== Records ==

/// Owns the in-memory glossary and keeps its backend in step with it.
///
/// Every mutation is applied to memory first and then handed to the backend.
/// When the backend fails the change stays in memory and the caller gets a
/// storage error. The affected terms are remembered and written again with the
/// next persist, so memory and medium diverge only until a persist succeeds.
pub struct GlossaryStore<B> {
    backend: B,
    config: StoreConfig,
    glossary: Glossary,
    degraded: bool,
    /// Terms whose latest in-memory state has not reached the medium yet.
    pending: IndexSet<Term>,
}

impl<B: Backend> GlossaryStore<B> {
    /// Load the glossary from `backend`.
    ///
    /// An unreachable medium never aborts startup: the store begins empty and
    /// retries the backend on the next mutation.
    pub fn open(mut backend: B, config: StoreConfig) -> Self {
        let (glossary, degraded) = match backend.load() {
            Ok(glossary) => {
                info!(backend = backend.name(), terms = glossary.len(), "glossary loaded");
                (glossary, false)
            }
            Err(err) => {
                warn!(
                    backend = backend.name(),
                    error = %err,
                    "glossary storage unavailable at startup; starting empty"
                );
                (Glossary::new(), true)
            }
        };
        Self { backend, config, glossary, degraded, pending: IndexSet::new() }
    }

    #[must_use]
    pub fn config(&self) -> &StoreConfig {
        &self.config
    }

    #[must_use]
    pub fn backend(&self) -> &B {
        &self.backend
    }

    #[must_use]
    pub fn backend_name(&self) -> &'static str {
        self.backend.name()
    }

    /// True while the backend has not been readable since startup.
    #[must_use]
    pub fn is_degraded(&self) -> bool {
        self.degraded
    }

    /// Number of terms changed in memory that still have to be written.
    #[must_use]
    pub fn pending_count(&self) -> usize {
        self.pending.len()
    }

    /// Write every pending term without making a new change.
    ///
    /// # Errors
    /// Returns a storage error when the medium is still unreachable or the write
    /// fails; the terms stay pending.
    pub fn flush(&mut self) -> Result<usize, GlossaryError> {
        self.reconcile();
        if self.pending.is_empty() {
            return Ok(0);
        }
        let flushed = self.pending.len();
        self.persist(Change::Batch(self.pending.iter().cloned().collect()))?;
        Ok(flushed)
    }

    #[must_use]
    pub fn glossary(&self) -> &Glossary {
        &self.glossary
    }

    #[must_use]
    pub fn len(&self) -> usize {
        self.glossary.len()
    }

    #[must_use]
    pub fn is_empty(&self) -> bool {
        self.glossary.is_empty()
    }

    #[must_use]
    pub fn contains(&self, term: &str) -> bool {
        Term::parse(term).is_ok_and(|term| self.glossary.contains_key(&term))
    }

    /// Create a term, or handle an existing one per [`DuplicatePolicy`].
    ///
    /// # Errors
    /// Returns [`GlossaryError::Validation`] before any mutation when the term or
    /// definition is out of bounds, and a storage error when the change could not
    /// be persisted (the change is kept in memory).
    pub fn define(
        &mut self,
        term: &str,
        definition: &str,
        author: Author,
    ) -> Result<DefineOutcome, GlossaryError> {
        let term = Term::parse(term)?;
        let definition = validate_definition(definition)?;
        self.reconcile();
        let now = OffsetDateTime::now_utc();

        if let Some(existing) = self.glossary.get_mut(&term) {
            if self.config.duplicate_policy == DuplicatePolicy::Reject {
                return Ok(DefineOutcome::AlreadyExists { term, existing: existing.clone() });
            }

            let previous = existing.clone();
            existing.definition = definition;
            existing.author = author.display_name;
            existing.author_id = author.id;
            existing.updated_at = Some(now);
            let entry = existing.clone();

            self.persist(Change::Upsert(term.clone()))?;
            return Ok(DefineOutcome::Updated { term, previous, entry });
        }

        let entry = Entry::new(definition, author, now);
        self.glossary.insert(term.clone(), entry.clone());
        self.persist(Change::Upsert(term.clone()))?;
        Ok(DefineOutcome::Created { term, entry })
    }

    /// Replace the definition of an existing term, keeping its author.
    ///
    /// # Errors
    /// Same as [`GlossaryStore::define`].
    pub fn edit(&mut self, term: &str, definition: &str) -> Result<EditOutcome, GlossaryError> {
        let term = Term::parse(term)?;
        let definition = validate_definition(definition)?;
        self.reconcile();

        let Some(existing) = self.glossary.get_mut(&term) else {
            return Ok(EditOutcome::NotFound { term });
        };
        let previous = existing.clone();
        existing.definition = definition;
        existing.updated_at = Some(OffsetDateTime::now_utc());
        let entry = existing.clone();

        self.persist(Change::Upsert(term.clone()))?;
        Ok(EditOutcome::Edited { term, previous, entry })
    }

    /// # Errors
    /// Returns [`GlossaryError::Validation`] when `term` does not normalize.
    pub fn lookup(&self, term: &str) -> Result<LookupOutcome, GlossaryError> {
        let term = Term::parse(term)?;
        Ok(match self.glossary.get(&term) {
            Some(entry) => LookupOutcome::Found { entry: entry.clone(), term },
            None => LookupOutcome::NotFound { term },
        })
    }

    /// Delete a term when [`crate::RemovalPolicy`] allows the requester to.
    ///
    /// # Errors
    /// Returns [`GlossaryError::Validation`] when `term` does not normalize, and a
    /// storage error when the deletion could not be persisted.
    pub fn remove(
        &mut self,
        term: &str,
        requester_id: &str,
        requester_is_admin: bool,
    ) -> Result<RemoveOutcome, GlossaryError> {
        let term = Term::parse(term)?;
        self.reconcile();
        let Some(entry) = self.glossary.get(&term) else {
            return Ok(RemoveOutcome::NotFound { term });
        };

        if !self.config.removal_policy.permits(entry, requester_id, requester_is_admin) {
            debug!(term = %term, requester_id, "removal denied");
            return Ok(RemoveOutcome::PermissionDenied { owner: entry.author.clone(), term });
        }

        let Some(entry) = self.glossary.shift_remove(&term) else {
            return Ok(RemoveOutcome::NotFound { term });
        };
        self.persist(Change::Remove(term.clone()))?;
        Ok(RemoveOutcome::Removed { term, entry })
    }

    /// Page through terms using the configured page size.
    #[must_use]
    pub fn list(&self, page: usize) -> ListOutcome {
        self.list_with_page_size(page, self.config.page_size)
    }

    /// Out-of-range pages are clamped into `[1, total_pages]`.
    #[must_use]
    pub fn list_with_page_size(&self, page: usize, page_size: usize) -> ListOutcome {
        if self.glossary.is_empty() {
            return ListOutcome::Empty;
        }

        let page_size = page_size.max(1);
        let mut terms = self.glossary.keys().collect::<Vec<_>>();
        if self.config.list_order == ListOrder::Alphabetical {
            terms.sort();
        }

        let total_count = terms.len();
        let total_pages = total_count.div_ceil(page_size);
        let page_number = page.clamp(1, total_pages);
        let items = terms
            .into_iter()
            .skip((page_number - 1) * page_size)
            .take(page_size)
            .cloned()
            .collect();

        ListOutcome::Page(Page { items, page_number, total_pages, total_count, page_size })
    }

    #[must_use]
    pub fn stats(&self) -> Stats {
        let mut by_author: BTreeMap<&str, usize> = BTreeMap::new();
        for entry in self.glossary.values() {
            *by_author.entry(entry.author.as_str()).or_default() += 1;
        }

        let mut authors = by_author
            .into_iter()
            .map(|(author, count)| AuthorCount { author: author.to_string(), count })
            .collect::<Vec<_>>();
        // BTreeMap iteration already orders names; a stable sort keeps that for ties.
        authors.sort_by(|left, right| right.count.cmp(&left.count));

        Stats {
            total_count: self.glossary.len(),
            authors,
            most_recent: self.glossary.keys().rev().take(MOST_RECENT_LIMIT).cloned().collect(),
        }
    }

    /// Insert a reference corpus, skipping terms that already exist.
    ///
    /// Items that fail validation are skipped and logged. The backend is written
    /// once for the whole batch, and not at all when nothing was added.
    ///
    /// # Errors
    /// Returns a storage error when the batch could not be persisted.
    pub fn bulk_seed<I>(&mut self, items: I) -> Result<SeedResult, GlossaryError>
    where
        I: IntoIterator<Item = SeedItem>,
    {
        self.reconcile();
        let now = OffsetDateTime::now_utc();
        let mut skipped_count = 0_usize;
        let mut added = Vec::new();

        for item in items {
            let parsed = Term::parse(&item.term)
                .and_then(|term| validate_definition(&item.definition).map(|def| (term, def)));
            let (term, definition) = match parsed {
                Ok(parsed) => parsed,
                Err(err) => {
                    warn!(term = %item.term, error = %err, "skipping invalid seed item");
                    skipped_count += 1;
                    continue;
                }
            };

            if self.glossary.contains_key(&term) {
                skipped_count += 1;
                continue;
            }

            self.glossary.insert(term.clone(), Entry::new(definition, Author::system(), now));
            added.push(term);
        }

        let result = SeedResult { added_count: added.len(), skipped_count };
        if !added.is_empty() {
            self.persist(Change::Batch(added))?;
        }
        info!(
            backend = self.backend.name(),
            added = result.added_count,
            skipped = result.skipped_count,
            "bulk seed finished"
        );
        Ok(result)
    }

    fn persist(&mut self, change: Change) -> Result<(), GlossaryError> {
        let backend = self.backend.name();
        self.pending.extend(change.terms().iter().cloned());

        if self.degraded {
            warn!(
                backend,
                pending = self.pending.len(),
                "glossary storage still unreadable; change kept in memory only"
            );
            return Err(GlossaryError::StorageUnavailable {
                backend,
                reason: "storage has not been readable since startup".to_string(),
            });
        }

        // Earlier failures are retried together with this change.
        let change = if self.pending.len() > change.terms().len() {
            Change::Batch(self.pending.iter().cloned().collect())
        } else {
            change
        };

        match self.backend.persist(&self.glossary, &change) {
            Ok(()) => {
                debug!(backend, ?change, "glossary persisted");
                self.pending.clear();
                Ok(())
            }
            Err(BackendError::Unavailable(reason)) => {
                warn!(
                    backend,
                    %reason,
                    pending = self.pending.len(),
                    "glossary storage unavailable; change kept in memory only"
                );
                Err(GlossaryError::StorageUnavailable { backend, reason })
            }
            Err(BackendError::Write(reason)) => {
                warn!(
                    backend,
                    %reason,
                    pending = self.pending.len(),
                    "glossary persist failed; memory and storage diverge until the next successful write"
                );
                Err(GlossaryError::StorageWrite { backend, reason })
            }
        }
    }

    /// After a degraded start, reload the medium before a mutation looks at the
    /// glossary, so duplicate and ownership checks see the stored entries.
    ///
    /// Stored entries win, except for terms changed in memory while the medium
    /// was unreadable; those keep their in-memory state (including removal)
    /// and stay pending.
    fn reconcile(&mut self) {
        if !self.degraded {
            return;
        }
        let backend = self.backend.name();
        let stored = match self.backend.load() {
            Ok(stored) => stored,
            Err(err) => {
                warn!(backend, error = %err, "glossary storage still unavailable");
                return;
            }
        };

        let mut merged = Glossary::with_capacity(stored.len() + self.glossary.len());
        for (term, entry) in stored {
            if self.pending.contains(&term) {
                if let Some(local) = self.glossary.get(&term) {
                    merged.insert(term, local.clone());
                }
            } else {
                merged.insert(term, entry);
            }
        }
        for (term, entry) in &self.glossary {
            if !merged.contains_key(term) {
                self.pending.insert(term.clone());
                merged.insert(term.clone(), entry.clone());
            }
        }

        self.glossary = merged;
        self.degraded = false;
        info!(
            backend,
            terms = self.glossary.len(),
            pending = self.pending.len(),
            "glossary storage recovered"
        );
    }
}
use std::path::PathBuf;

use anyhow::{Context, Result};
use clap::{Args, Parser, Subcommand, ValueEnum};
use glossary_api::config::{ENV_BACKEND, ENV_DATABASE_URL, ENV_FILE};
use glossary_api::seed::{load_corpus_file, reference_corpus};
use glossary_api::{
    open_store, Author, BackendKind, GlossaryConfig, GlossaryStore, RemoveOutcome,
    SelectedBackend,
};
use serde::Serialize;
use serde_json::Value;
use tracing::debug;
use tracing_subscriber::layer::SubscriberExt;
use tracing_subscriber::util::SubscriberInitExt;
use tracing_subscriber::EnvFilter;

const CLI_CONTRACT_VERSION: &str = "cli.v1";
const LOG_ENV: &str = "GLOSSARY_LOG";
const DEFAULT_LOG_FILTER: &str = "warn";
const REMOVED_PREVIEW_CHARS: usize = 500;

#[derive(Debug, Parser)]
#[command(name = "glossary")]
#[command(about = "Term glossary CLI")]
struct Cli {
    #[command(flatten)]
    storage: StorageArgs,

    #[command(subcommand)]
    command: Command,
}

/// Flags that override the matching `GLOSSARY_*` environment variables.
#[derive(Debug, Args)]
struct StorageArgs {
    #[arg(long, global = true, value_enum)]
    backend: Option<BackendArg>,
    #[arg(long, global = true)]
    file: Option<PathBuf>,
    #[arg(long, global = true)]
    database_url: Option<String>,
}

#[derive(Debug, Clone, Copy, ValueEnum)]
enum BackendArg {
    Memory,
    Json,
    Sqlite,
}

impl From<BackendArg> for BackendKind {
    fn from(value: BackendArg) -> Self {
        match value {
            BackendArg::Memory => Self::Memory,
            BackendArg::Json => Self::Json,
            BackendArg::Sqlite => Self::Sqlite,
        }
    }
}

#[derive(Debug, Subcommand)]
enum Command {
    Define(DefineArgs),
    Edit(EditArgs),
    Lookup(LookupArgs),
    Remove(RemoveArgs),
    List(ListArgs),
    Stats,
    Seed(SeedArgs),
}

#[derive(Debug, Args)]
struct DefineArgs {
    term: String,
    definition: String,
    #[arg(long)]
    author: String,
    #[arg(long)]
    author_id: Option<String>,
}

#[derive(Debug, Args)]
struct EditArgs {
    term: String,
    definition: String,
}

#[derive(Debug, Args)]
struct LookupArgs {
    term: String,
}

#[derive(Debug, Args)]
struct RemoveArgs {
    term: String,
    #[arg(long)]
    requester_id: String,
    #[arg(long, default_value_t = false)]
    admin: bool,
}

#[derive(Debug, Args)]
struct ListArgs {
    #[arg(long, default_value_t = 1)]
    page: usize,
    #[arg(long, value_parser = clap::value_parser!(u16).range(1..=100))]
    page_size: Option<u16>,
}

#[derive(Debug, Args)]
struct SeedArgs {
    /// JSON corpus file; the built-in philosophy corpus is used when omitted.
    #[arg(long)]
    corpus: Option<PathBuf>,
}

impl StorageArgs {
    fn env_overrides(&self) -> Vec<(&'static str, String)> {
        let mut overrides = Vec::new();
        if let Some(backend) = self.backend {
            overrides.push((ENV_BACKEND, BackendKind::from(backend).as_str().to_string()));
        }
        if let Some(file) = &self.file {
            overrides.push((ENV_FILE, file.display().to_string()));
        }
        if let Some(url) = &self.database_url {
            overrides.push((ENV_DATABASE_URL, url.clone()));
        }
        overrides
    }
}

fn init_tracing() {
    let filter =
        EnvFilter::try_from_env(LOG_ENV).unwrap_or_else(|_| EnvFilter::new(DEFAULT_LOG_FILTER));
    // Stdout carries the JSON contract, so logs go to stderr.
    let _ = tracing_subscriber::registry()
        .with(filter)
        .with(tracing_subscriber::fmt::layer().with_writer(std::io::stderr))
        .try_init();
}

fn with_contract_version(value: Value) -> Value {
    match value {
        Value::Object(mut object) => {
            object.insert(
                "contract_version".to_string(),
                Value::String(CLI_CONTRACT_VERSION.to_string()),
            );
            Value::Object(object)
        }
        other => serde_json::json!({
            "contract_version": CLI_CONTRACT_VERSION,
            "payload": other
        }),
    }
}

fn emit_json(value: Value) -> Result<()> {
    println!("{}", serde_json::to_string_pretty(&with_contract_version(value))?);
    Ok(())
}

fn emit_outcome<T: Serialize>(store: &GlossaryStore<SelectedBackend>, outcome: &T) -> Result<()> {
    emit_json(serde_json::json!({
        "backend": store.backend_name(),
        "degraded": store.is_degraded(),
        "outcome": serde_json::to_value(outcome)?,
    }))
}

fn main() -> Result<()> {
    init_tracing();
    let cli = Cli::parse();
    let config = GlossaryConfig::from_env_with_overrides(&cli.storage.env_overrides())
        .context("invalid glossary configuration")?;
    let mut store = open_store(&config);
    debug!(command = ?cli.command, backend = store.backend_name(), "dispatching command");

    match cli.command {
        Command::Define(args) => run_define(args, &mut store),
        Command::Edit(args) => run_edit(&args, &mut store),
        Command::Lookup(args) => run_lookup(&args, &store),
        Command::Remove(args) => run_remove(&args, &mut store),
        Command::List(args) => run_list(&args, &store),
        Command::Stats => emit_outcome(&store, &store.stats()),
        Command::Seed(args) => run_seed(&args, &mut store),
    }
}

fn run_define(args: DefineArgs, store: &mut GlossaryStore<SelectedBackend>) -> Result<()> {
    let author = Author { display_name: args.author, id: args.author_id };
    let outcome = store.define(&args.term, &args.definition, author)?;
    emit_outcome(store, &outcome)
}

fn run_edit(args: &EditArgs, store: &mut GlossaryStore<SelectedBackend>) -> Result<()> {
    let outcome = store.edit(&args.term, &args.definition)?;
    emit_outcome(store, &outcome)
}

fn run_lookup(args: &LookupArgs, store: &GlossaryStore<SelectedBackend>) -> Result<()> {
    let outcome = store.lookup(&args.term)?;
    emit_outcome(store, &outcome)
}

fn run_remove(args: &RemoveArgs, store: &mut GlossaryStore<SelectedBackend>) -> Result<()> {
    let outcome = store.remove(&args.term, &args.requester_id, args.admin)?;
    let preview = match &outcome {
        RemoveOutcome::Removed { entry, .. } => Some(entry.preview(REMOVED_PREVIEW_CHARS)),
        RemoveOutcome::NotFound { .. } | RemoveOutcome::PermissionDenied { .. } => None,
    };
    emit_json(serde_json::json!({
        "backend": store.backend_name(),
        "degraded": store.is_degraded(),
        "outcome": serde_json::to_value(&outcome)?,
        "definition_preview": preview,
    }))
}

fn run_list(args: &ListArgs, store: &GlossaryStore<SelectedBackend>) -> Result<()> {
    let outcome = match args.page_size {
        Some(page_size) => store.list_with_page_size(args.page, usize::from(page_size)),
        None => store.list(args.page),
    };
    emit_outcome(store, &outcome)
}

fn run_seed(args: &SeedArgs, store: &mut GlossaryStore<SelectedBackend>) -> Result<()> {
    let items = match &args.corpus {
        Some(path) => load_corpus_file(path)?,
        None => reference_corpus(),
    };
    let result = store.bulk_seed(items)?;
    emit_outcome(store, &result)
}
use glossary_core::{Backend, BackendError, Change, Glossary, VolatileBackend};
use glossary_store_json::JsonFileBackend;
use glossary_store_sqlite::SqliteBackend;

use crate::config::BackendConfig;

/// The backend chosen at startup; fixed for the lifetime of the store.
pub enum SelectedBackend {
    Memory(VolatileBackend),
    Json(JsonFileBackend),
    Sqlite(SqliteBackend),
}

impl SelectedBackend {
    #[must_use]
    pub fn from_config(config: &BackendConfig) -> Self {
        match config {
            BackendConfig::Memory => Self::Memory(VolatileBackend),
            BackendConfig::JsonFile { path } => Self::Json(JsonFileBackend::new(path.clone())),
            BackendConfig::Sqlite { location, busy_timeout } => Self::Sqlite(
                SqliteBackend::new(location.clone()).with_busy_timeout(*busy_timeout),
            ),
        }
    }
}

impl Backend for SelectedBackend {
    fn name(&self) -> &'static str {
        match self {
            Self::Memory(backend) => backend.name(),
            Self::Json(backend) => backend.name(),
            Self::Sqlite(backend) => backend.name(),
        }
    }

    fn load(&mut self) -> Result<Glossary, BackendError> {
        match self {
            Self::Memory(backend) => backend.load(),
            Self::Json(backend) => backend.load(),
            Self::Sqlite(backend) => backend.load(),
        }
    }

    fn persist(&mut self, glossary: &Glossary, change: &Change) -> Result<(), BackendError> {
        match self {
            Self::Memory(backend) => backend.persist(glossary, change),
            Self::Json(backend) => backend.persist(glossary, change),
            Self::Sqlite(backend) => backend.persist(glossary, change),
        }
    }
}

===

→ Task objective
Nothing but the lines above from the one containing "looks at the" through the one containing "if let Some(local)" should appear in the answer, each repeated exactly.

→ Answer space
    /// After a degraded start, reload the medium before a mutation looks at the
    /// glossary, so duplicate and ownership checks see the stored entries.
    ///
    /// Stored entries win, except for terms changed in memory while the medium
    /// was unreadable; those keep their in-memory state (including removal)
    /// and stay pending.
    fn reconcile(&mut self) {
        if !self.degraded {
            return;
        }
        let backend = self.backend.name();
        let stored = match self.backend.load() {
            Ok(stored) => stored,
            Err(err) => {
                warn!(backend, error = %err, "glossary storage still unavailable");
                return;
            }
        };

        let mut merged = Glossary::with_capacity(stored.len() + self.glossary.len());
        for (term, entry) in stored {
            if self.pending.contains(&term) {
                if let Some(local) = self.glossary.get(&term) {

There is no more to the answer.